La mort nous fascine autant qu’elle nous terrifie. Pas étonnant que la littérature l’ait souvent étudiée. Ce recueil de nouvelles traitant de l’Éternelle triomphante selon l’expression d’Édouard Ganche, a cette particularité d’aborder la mort sous un angle original : à l’hôpital, à l’amphithéâtre, à la morgue ou au cimetière, la mort est ici présentée comme objet d’étude à part entière. Mais ne nous y trompons pas. Il est bel et bien question ici de la mort dans toute sa laideur et sa réalité. La mort dégoûte. La mort dérange. Elle est pourtant le destin inéluctable de tout être humain. Tel un cri de rage contre cette fatalité, ce livre est un moyen pour Édouard Ganche d’exorciser ses peurs et son sentiment d'injustice : « Pourquoi être toujours menacé par la souffrance, pourquoi mourir et surtout pourquoi donc naître ?... rage et malédiction de notre impuissance et de notre servitude !... Qui de la Vie ou de la Mort aurais-je blasphémé ?... Je l’ignorais même, l’une étant la raison de l’autre, par le stupide aveuglement des hommes. » p.103. l’Agonie.

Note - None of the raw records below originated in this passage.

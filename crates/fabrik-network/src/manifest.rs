//! Deployment manifest assembly and rendering.

use std::net::Ipv4Addr;

use serde::{Deserialize, Serialize};
use serde_json::Value;

use crate::addons::{Addon, iptables_manager};
use crate::error::{NetworkError, NetworkResult};
use crate::network::NetworkPlan;

/// `{prefix}-{index:04}-{instance_id}`, e.g. `service-fabrik-0394-<guid>`.
pub fn deployment_name(prefix: &str, index: u32, instance_id: &str) -> String {
    format!("{prefix}-{index:04}-{instance_id}")
}

/// Split a deployment name back into `(index, instance_id)`.
pub fn parse_deployment_name(prefix: &str, name: &str) -> Option<(u32, String)> {
    let rest = name.strip_prefix(prefix)?.strip_prefix('-')?;
    let (index, instance_id) = rest.split_once('-')?;
    if index.len() < 4 || instance_id.is_empty() {
        return None;
    }
    Some((index.parse().ok()?, instance_id.to_string()))
}

#[derive(Debug, Clone, PartialEq, Eq, Serialize, Deserialize)]
pub struct ReleaseRef {
    pub name: String,
    #[serde(default = "latest")]
    pub version: String,
}

fn latest() -> String {
    "latest".to_string()
}

#[derive(Debug, Clone, PartialEq, Eq, Serialize, Deserialize)]
pub struct JobRef {
    pub name: String,
    pub release: String,
}

/// Static part of the instance group, supplied by configuration.
#[derive(Debug, Clone, PartialEq, Serialize, Deserialize)]
pub struct InstanceGroupTemplate {
    pub name: String,
    #[serde(default)]
    pub jobs: Vec<JobRef>,
    #[serde(default = "default_vm_type")]
    pub vm_type: String,
    #[serde(default = "default_stemcell")]
    pub stemcell: String,
    /// Used when the primary network is dynamic.
    #[serde(default = "default_instances")]
    pub instances: u32,
}

fn default_vm_type() -> String {
    "default".to_string()
}

fn default_stemcell() -> String {
    "default".to_string()
}

fn default_instances() -> u32 {
    1
}

#[derive(Debug, Clone, PartialEq, Serialize)]
pub struct ManifestSubnet {
    pub az: String,
    #[serde(skip_serializing_if = "Option::is_none")]
    pub range: Option<String>,
    #[serde(skip_serializing_if = "Option::is_none")]
    pub gateway: Option<Ipv4Addr>,
    #[serde(skip_serializing_if = "Vec::is_empty")]
    pub dns: Vec<Ipv4Addr>,
    #[serde(skip_serializing_if = "Vec::is_empty")]
    pub reserved: Vec<String>,
    #[serde(rename = "static", skip_serializing_if = "Vec::is_empty")]
    pub static_ips: Vec<Ipv4Addr>,
    #[serde(skip_serializing_if = "Value::is_null")]
    pub cloud_properties: Value,
}

#[derive(Debug, Clone, PartialEq, Serialize)]
pub struct ManifestNetwork {
    pub name: String,
    #[serde(rename = "type")]
    pub kind: String,
    pub subnets: Vec<ManifestSubnet>,
}

#[derive(Debug, Clone, PartialEq, Serialize)]
pub struct InstanceNetwork {
    pub name: String,
    #[serde(skip_serializing_if = "Vec::is_empty")]
    pub static_ips: Vec<Ipv4Addr>,
}

#[derive(Debug, Clone, PartialEq, Serialize)]
pub struct InstanceGroup {
    pub name: String,
    pub instances: u32,
    pub azs: Vec<String>,
    pub networks: Vec<InstanceNetwork>,
    pub jobs: Vec<JobRef>,
    pub vm_type: String,
    pub stemcell: String,
}

/// A rendered-ready deployment manifest.
#[derive(Debug, Clone, PartialEq, Serialize)]
pub struct DeploymentManifest {
    pub name: String,
    pub releases: Vec<ReleaseRef>,
    pub networks: Vec<ManifestNetwork>,
    pub instance_groups: Vec<InstanceGroup>,
    #[serde(skip_serializing_if = "Vec::is_empty")]
    pub addons: Vec<Addon>,
    #[serde(skip_serializing_if = "Value::is_null")]
    pub properties: Value,
}

impl DeploymentManifest {
    /// Assemble a manifest from planned networks. The first network is the
    /// instance group's primary network and carries its static IPs.
    pub fn build(
        name: impl Into<String>,
        release: ReleaseRef,
        template: &InstanceGroupTemplate,
        plans: &[NetworkPlan],
        properties: Value,
    ) -> Self {
        let networks = plans.iter().map(manifest_network).collect();
        let primary = plans.first();

        let instance_networks = plans
            .iter()
            .enumerate()
            .map(|(i, plan)| InstanceNetwork {
                name: plan.name().to_string(),
                static_ips: if i == 0 {
                    plan.manual_subnets()
                        .iter()
                        .flat_map(|s| s.static_ips.iter().copied())
                        .collect()
                } else {
                    Vec::new()
                },
            })
            .collect::<Vec<_>>();

        let instances = match instance_networks.first() {
            Some(net) if !net.static_ips.is_empty() => net.static_ips.len() as u32,
            _ => template.instances,
        };

        let addon = iptables_manager(plans, &release.name);
        Self {
            name: name.into(),
            instance_groups: vec![InstanceGroup {
                name: template.name.clone(),
                instances,
                azs: primary.map(NetworkPlan::azs).unwrap_or_default(),
                networks: instance_networks,
                jobs: template.jobs.clone(),
                vm_type: template.vm_type.clone(),
                stemcell: template.stemcell.clone(),
            }],
            releases: vec![release],
            networks,
            addons: vec![addon],
            properties,
        }
    }

    pub fn to_yaml(&self) -> NetworkResult<String> {
        serde_yaml::to_string(self).map_err(|e| NetworkError::Render(e.to_string()))
    }
}

fn manifest_network(plan: &NetworkPlan) -> ManifestNetwork {
    match plan {
        NetworkPlan::Manual { name, subnets } => ManifestNetwork {
            name: name.clone(),
            kind: "manual".to_string(),
            subnets: subnets
                .iter()
                .map(|s| ManifestSubnet {
                    az: s.az.clone(),
                    range: Some(s.range.to_string()),
                    gateway: Some(s.gateway),
                    dns: s.dns.clone(),
                    reserved: s.reserved_strings(),
                    static_ips: s.static_ips.clone(),
                    cloud_properties: s.cloud_properties.clone(),
                })
                .collect(),
        },
        NetworkPlan::Dynamic { name, subnets } => ManifestNetwork {
            name: name.clone(),
            kind: "dynamic".to_string(),
            subnets: subnets
                .iter()
                .map(|s| ManifestSubnet {
                    az: s.az.clone(),
                    range: None,
                    gateway: None,
                    dns: s.dns.clone(),
                    reserved: Vec::new(),
                    static_ips: Vec::new(),
                    cloud_properties: s.cloud_properties.clone(),
                })
                .collect(),
        },
    }
}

« La hideur de notre corruption, la preuve tangible de notre anéantissement, l’impression dégagée de ce cadavre amenaient simultanément en mon âme de la répulsion, de la douleur et de la tristesse pour notre destinée. »  p.26. (Une autopsie à la morgue). Voilà l’une des raisons qui pourrait expliquer la naissance de ce livre. Très tôt exposé au macabre spectacle de la mort, Édouard Ganche s’intéresse dès son plus jeune âge à l’anatomie et à la médecine. C’est au décès de son père que lui vient l’envie d’écrire ce livre. Médecin de son premier métier tout comme son père, Édouard Ganche, porte un regard autant professionnel que passionné sur la mort. Il la craint (Et celle qui, partout accompagne la Mort, en vassale lige, la Peur, résidait là dans son royaume. Elle détraquait les cerveaux des vivants, et pour eux savait animer les faces des morts, les agiter dans leur suaire, les mettre debout, ondoyer les tentures et dans l’écartement de leurs draperies montrer des mains cadavériques et des têtes d’épouvantements. Elle aggripait aux épaules les hommes survenus et inaguerris à cette ambiance. Elle leur soufflait dans la nuque ses frissonnantes terreurs, gelait leurs moelles, les secouaient comme un arbrisseau dans la tempête et leur donnait l’insignifiance d’un fétu. p.82. L’opérée) mais ses descriptions révèlent une rigueur scientifique et un esprit matérialiste. Pour Ganche, la mort n’est pas une question de religion : profondémment athée, il était persuadé qu’"Afin de rendre supportable la perspective de la Mort, nombre d’hommes appellent à leur secours les spéculations de la philosophie et de la religion. Ils s’emplissent de conceptions imaginaires, rêvent de métempsychoses ou de résurrections, émettent des interférences fictives, se bercent dans l’hypothétique espoir d’un au delà, se consolent des tristesses de la misérabiblité de ce monde, de la nécessité de mourir, par l’expectative de revivre en des lieux de félicités. p.190. Les cimetières.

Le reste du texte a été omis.